*Directions for this task*
Find each line below that includes "villagebot", then copy it.
-=-=-
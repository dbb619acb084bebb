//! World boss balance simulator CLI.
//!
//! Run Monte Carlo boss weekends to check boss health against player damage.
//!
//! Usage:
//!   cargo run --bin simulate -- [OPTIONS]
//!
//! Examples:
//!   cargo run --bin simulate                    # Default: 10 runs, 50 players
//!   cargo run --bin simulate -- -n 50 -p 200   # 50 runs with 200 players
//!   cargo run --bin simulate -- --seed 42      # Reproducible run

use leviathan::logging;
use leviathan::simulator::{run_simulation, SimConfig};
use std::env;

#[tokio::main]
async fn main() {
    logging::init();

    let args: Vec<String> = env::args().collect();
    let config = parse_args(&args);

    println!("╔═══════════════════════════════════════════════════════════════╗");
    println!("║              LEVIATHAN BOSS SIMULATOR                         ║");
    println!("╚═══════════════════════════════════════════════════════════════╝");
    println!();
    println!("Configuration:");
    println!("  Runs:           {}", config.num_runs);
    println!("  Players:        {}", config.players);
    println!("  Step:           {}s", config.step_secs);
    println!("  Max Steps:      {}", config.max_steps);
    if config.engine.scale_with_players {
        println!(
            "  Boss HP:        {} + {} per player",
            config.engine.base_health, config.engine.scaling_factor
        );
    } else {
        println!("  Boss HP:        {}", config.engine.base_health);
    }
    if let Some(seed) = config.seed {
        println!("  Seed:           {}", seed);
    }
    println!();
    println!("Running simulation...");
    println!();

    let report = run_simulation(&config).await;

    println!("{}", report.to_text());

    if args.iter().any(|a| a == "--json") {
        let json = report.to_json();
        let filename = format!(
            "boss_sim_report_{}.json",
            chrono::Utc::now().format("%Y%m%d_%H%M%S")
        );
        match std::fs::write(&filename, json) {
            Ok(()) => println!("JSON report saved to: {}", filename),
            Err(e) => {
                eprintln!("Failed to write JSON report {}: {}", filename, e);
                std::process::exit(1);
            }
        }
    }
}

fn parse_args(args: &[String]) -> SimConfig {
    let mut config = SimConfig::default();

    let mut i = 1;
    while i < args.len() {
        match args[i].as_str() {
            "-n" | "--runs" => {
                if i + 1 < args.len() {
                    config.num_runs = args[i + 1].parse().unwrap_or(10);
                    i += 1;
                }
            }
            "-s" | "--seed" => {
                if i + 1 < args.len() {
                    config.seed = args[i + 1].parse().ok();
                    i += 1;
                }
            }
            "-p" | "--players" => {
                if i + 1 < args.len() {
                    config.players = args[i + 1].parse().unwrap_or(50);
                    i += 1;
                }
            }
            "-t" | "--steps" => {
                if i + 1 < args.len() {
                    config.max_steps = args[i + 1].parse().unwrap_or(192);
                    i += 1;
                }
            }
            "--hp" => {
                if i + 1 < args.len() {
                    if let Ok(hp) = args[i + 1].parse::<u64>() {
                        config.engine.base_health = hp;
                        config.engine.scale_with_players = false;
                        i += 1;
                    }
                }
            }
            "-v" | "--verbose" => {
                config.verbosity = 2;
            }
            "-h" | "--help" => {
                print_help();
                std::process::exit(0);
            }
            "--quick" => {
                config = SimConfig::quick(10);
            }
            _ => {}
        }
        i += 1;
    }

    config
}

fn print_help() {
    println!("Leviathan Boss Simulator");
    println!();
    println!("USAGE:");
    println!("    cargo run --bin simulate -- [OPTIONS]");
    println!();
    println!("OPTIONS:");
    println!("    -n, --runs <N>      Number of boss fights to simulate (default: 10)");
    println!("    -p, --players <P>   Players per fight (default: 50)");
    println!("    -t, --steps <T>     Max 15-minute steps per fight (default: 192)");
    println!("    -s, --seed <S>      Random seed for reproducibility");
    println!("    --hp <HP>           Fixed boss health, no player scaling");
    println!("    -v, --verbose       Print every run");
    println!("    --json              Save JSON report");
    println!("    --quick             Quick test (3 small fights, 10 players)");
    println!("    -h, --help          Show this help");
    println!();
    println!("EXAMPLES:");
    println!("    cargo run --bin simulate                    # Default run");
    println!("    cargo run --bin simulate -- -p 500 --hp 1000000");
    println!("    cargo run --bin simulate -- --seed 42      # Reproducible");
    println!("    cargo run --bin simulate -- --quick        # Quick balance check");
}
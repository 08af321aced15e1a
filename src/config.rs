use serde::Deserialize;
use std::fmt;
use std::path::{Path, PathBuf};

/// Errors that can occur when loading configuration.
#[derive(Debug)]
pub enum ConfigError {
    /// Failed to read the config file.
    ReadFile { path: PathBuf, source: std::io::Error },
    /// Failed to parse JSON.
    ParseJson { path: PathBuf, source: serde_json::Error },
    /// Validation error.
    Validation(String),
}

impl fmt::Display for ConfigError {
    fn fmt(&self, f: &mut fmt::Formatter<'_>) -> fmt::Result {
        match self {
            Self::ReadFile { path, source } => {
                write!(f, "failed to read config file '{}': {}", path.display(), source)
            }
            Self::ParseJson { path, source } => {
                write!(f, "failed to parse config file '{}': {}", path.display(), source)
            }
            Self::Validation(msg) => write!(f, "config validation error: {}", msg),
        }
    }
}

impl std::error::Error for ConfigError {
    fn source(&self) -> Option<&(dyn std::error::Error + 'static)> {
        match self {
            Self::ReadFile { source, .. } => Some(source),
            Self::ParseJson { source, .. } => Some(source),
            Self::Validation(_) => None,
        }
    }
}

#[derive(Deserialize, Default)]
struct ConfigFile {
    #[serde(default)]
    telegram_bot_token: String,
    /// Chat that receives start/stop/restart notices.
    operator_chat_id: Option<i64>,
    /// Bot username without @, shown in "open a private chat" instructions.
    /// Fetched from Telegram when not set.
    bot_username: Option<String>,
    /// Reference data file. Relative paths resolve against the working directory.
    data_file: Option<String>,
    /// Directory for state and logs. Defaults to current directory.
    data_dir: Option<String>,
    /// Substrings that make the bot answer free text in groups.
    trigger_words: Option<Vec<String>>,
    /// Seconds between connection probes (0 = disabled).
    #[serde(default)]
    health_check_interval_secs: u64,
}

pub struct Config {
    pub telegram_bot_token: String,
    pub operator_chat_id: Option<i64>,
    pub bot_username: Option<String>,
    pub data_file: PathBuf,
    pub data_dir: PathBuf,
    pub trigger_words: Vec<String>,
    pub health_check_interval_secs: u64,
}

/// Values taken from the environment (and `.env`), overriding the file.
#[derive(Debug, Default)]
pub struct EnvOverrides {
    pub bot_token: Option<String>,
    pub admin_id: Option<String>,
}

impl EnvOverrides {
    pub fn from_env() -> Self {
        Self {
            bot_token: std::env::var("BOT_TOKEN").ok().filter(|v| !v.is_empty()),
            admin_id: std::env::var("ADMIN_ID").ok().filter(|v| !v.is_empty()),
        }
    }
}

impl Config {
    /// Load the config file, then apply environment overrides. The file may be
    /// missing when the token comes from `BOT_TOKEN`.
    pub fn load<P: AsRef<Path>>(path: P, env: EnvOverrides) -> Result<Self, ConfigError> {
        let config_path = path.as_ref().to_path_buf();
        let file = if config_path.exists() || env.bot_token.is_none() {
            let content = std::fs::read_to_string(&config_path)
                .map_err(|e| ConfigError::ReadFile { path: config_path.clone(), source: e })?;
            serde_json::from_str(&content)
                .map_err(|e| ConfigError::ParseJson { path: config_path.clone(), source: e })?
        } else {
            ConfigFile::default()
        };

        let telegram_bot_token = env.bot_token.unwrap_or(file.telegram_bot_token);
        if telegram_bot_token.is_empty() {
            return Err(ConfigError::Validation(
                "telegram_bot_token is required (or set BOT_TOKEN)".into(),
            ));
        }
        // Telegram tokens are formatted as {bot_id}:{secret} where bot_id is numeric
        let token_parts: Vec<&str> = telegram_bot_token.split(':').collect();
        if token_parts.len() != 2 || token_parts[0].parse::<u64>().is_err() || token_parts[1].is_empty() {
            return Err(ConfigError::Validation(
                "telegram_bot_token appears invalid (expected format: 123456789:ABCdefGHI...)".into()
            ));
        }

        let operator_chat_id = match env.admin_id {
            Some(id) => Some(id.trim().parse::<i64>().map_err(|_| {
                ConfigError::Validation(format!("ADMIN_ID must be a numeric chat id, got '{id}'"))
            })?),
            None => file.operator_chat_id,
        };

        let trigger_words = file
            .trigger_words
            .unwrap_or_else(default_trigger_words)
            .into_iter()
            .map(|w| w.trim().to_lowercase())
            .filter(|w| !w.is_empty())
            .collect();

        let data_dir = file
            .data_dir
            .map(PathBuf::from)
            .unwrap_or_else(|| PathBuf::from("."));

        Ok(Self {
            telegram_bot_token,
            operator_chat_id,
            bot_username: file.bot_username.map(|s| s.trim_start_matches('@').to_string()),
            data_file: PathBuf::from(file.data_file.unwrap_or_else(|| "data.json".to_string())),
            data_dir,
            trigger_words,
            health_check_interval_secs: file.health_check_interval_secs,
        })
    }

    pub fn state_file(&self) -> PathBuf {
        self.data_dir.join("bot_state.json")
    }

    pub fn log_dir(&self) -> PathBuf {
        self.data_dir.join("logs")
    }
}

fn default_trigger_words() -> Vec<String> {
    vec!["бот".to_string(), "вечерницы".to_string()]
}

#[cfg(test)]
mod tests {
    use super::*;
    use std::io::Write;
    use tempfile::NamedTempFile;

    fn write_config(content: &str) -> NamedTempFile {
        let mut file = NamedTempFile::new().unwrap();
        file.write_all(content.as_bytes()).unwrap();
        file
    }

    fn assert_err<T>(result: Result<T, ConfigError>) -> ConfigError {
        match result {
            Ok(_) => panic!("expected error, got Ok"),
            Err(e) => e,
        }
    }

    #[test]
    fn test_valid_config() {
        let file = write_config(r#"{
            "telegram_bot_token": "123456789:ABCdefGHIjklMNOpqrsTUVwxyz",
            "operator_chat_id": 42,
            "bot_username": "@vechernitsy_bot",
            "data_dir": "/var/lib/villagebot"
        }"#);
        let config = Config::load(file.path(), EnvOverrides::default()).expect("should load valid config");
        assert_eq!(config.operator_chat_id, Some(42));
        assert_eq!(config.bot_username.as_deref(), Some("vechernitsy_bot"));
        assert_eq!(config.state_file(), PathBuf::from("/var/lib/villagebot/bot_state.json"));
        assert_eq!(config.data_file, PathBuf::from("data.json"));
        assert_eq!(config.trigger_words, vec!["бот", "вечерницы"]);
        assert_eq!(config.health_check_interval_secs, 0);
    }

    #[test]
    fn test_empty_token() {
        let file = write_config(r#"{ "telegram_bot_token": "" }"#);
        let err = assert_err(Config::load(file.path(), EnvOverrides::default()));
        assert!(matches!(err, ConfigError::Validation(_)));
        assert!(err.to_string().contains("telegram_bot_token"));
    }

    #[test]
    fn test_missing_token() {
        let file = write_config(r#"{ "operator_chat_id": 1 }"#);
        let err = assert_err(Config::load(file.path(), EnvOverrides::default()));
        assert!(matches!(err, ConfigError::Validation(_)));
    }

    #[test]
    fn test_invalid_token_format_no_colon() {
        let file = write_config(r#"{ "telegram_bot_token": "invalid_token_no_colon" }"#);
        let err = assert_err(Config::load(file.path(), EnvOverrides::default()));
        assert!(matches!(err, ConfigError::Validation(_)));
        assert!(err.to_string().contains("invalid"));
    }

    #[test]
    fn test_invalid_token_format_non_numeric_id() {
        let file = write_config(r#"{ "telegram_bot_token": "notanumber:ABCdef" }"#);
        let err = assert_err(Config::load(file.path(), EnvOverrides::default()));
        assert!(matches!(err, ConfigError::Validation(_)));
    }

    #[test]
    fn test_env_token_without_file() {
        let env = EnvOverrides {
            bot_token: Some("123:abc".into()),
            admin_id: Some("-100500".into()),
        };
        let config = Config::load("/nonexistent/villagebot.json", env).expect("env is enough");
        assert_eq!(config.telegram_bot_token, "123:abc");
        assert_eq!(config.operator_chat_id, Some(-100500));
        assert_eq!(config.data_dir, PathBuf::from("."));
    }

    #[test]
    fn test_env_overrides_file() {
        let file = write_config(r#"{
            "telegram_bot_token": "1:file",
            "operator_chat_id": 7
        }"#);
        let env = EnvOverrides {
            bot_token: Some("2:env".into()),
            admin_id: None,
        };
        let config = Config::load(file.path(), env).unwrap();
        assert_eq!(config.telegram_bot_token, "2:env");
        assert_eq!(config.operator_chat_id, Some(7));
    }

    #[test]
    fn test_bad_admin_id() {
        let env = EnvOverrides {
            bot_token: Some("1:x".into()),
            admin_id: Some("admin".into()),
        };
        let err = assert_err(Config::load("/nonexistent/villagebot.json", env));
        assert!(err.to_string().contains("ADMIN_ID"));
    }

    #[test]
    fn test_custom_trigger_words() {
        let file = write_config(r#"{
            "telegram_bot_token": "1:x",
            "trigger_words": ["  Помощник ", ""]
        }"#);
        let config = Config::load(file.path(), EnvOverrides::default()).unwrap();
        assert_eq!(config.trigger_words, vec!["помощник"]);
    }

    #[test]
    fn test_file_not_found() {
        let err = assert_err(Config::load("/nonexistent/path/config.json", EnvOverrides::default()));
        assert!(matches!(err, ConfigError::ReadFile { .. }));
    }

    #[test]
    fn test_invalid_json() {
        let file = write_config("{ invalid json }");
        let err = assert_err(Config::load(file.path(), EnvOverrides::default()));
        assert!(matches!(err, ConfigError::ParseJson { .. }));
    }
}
-=-=-
*Task solution*
            "data_dir": "/var/lib/villagebot"
        assert_eq!(config.state_file(), PathBuf::from("/var/lib/villagebot/bot_state.json"));
        let config = Config::load("/nonexistent/villagebot.json", env).expect("env is enough");
        let err = assert_err(Config::load("/nonexistent/villagebot.json", env));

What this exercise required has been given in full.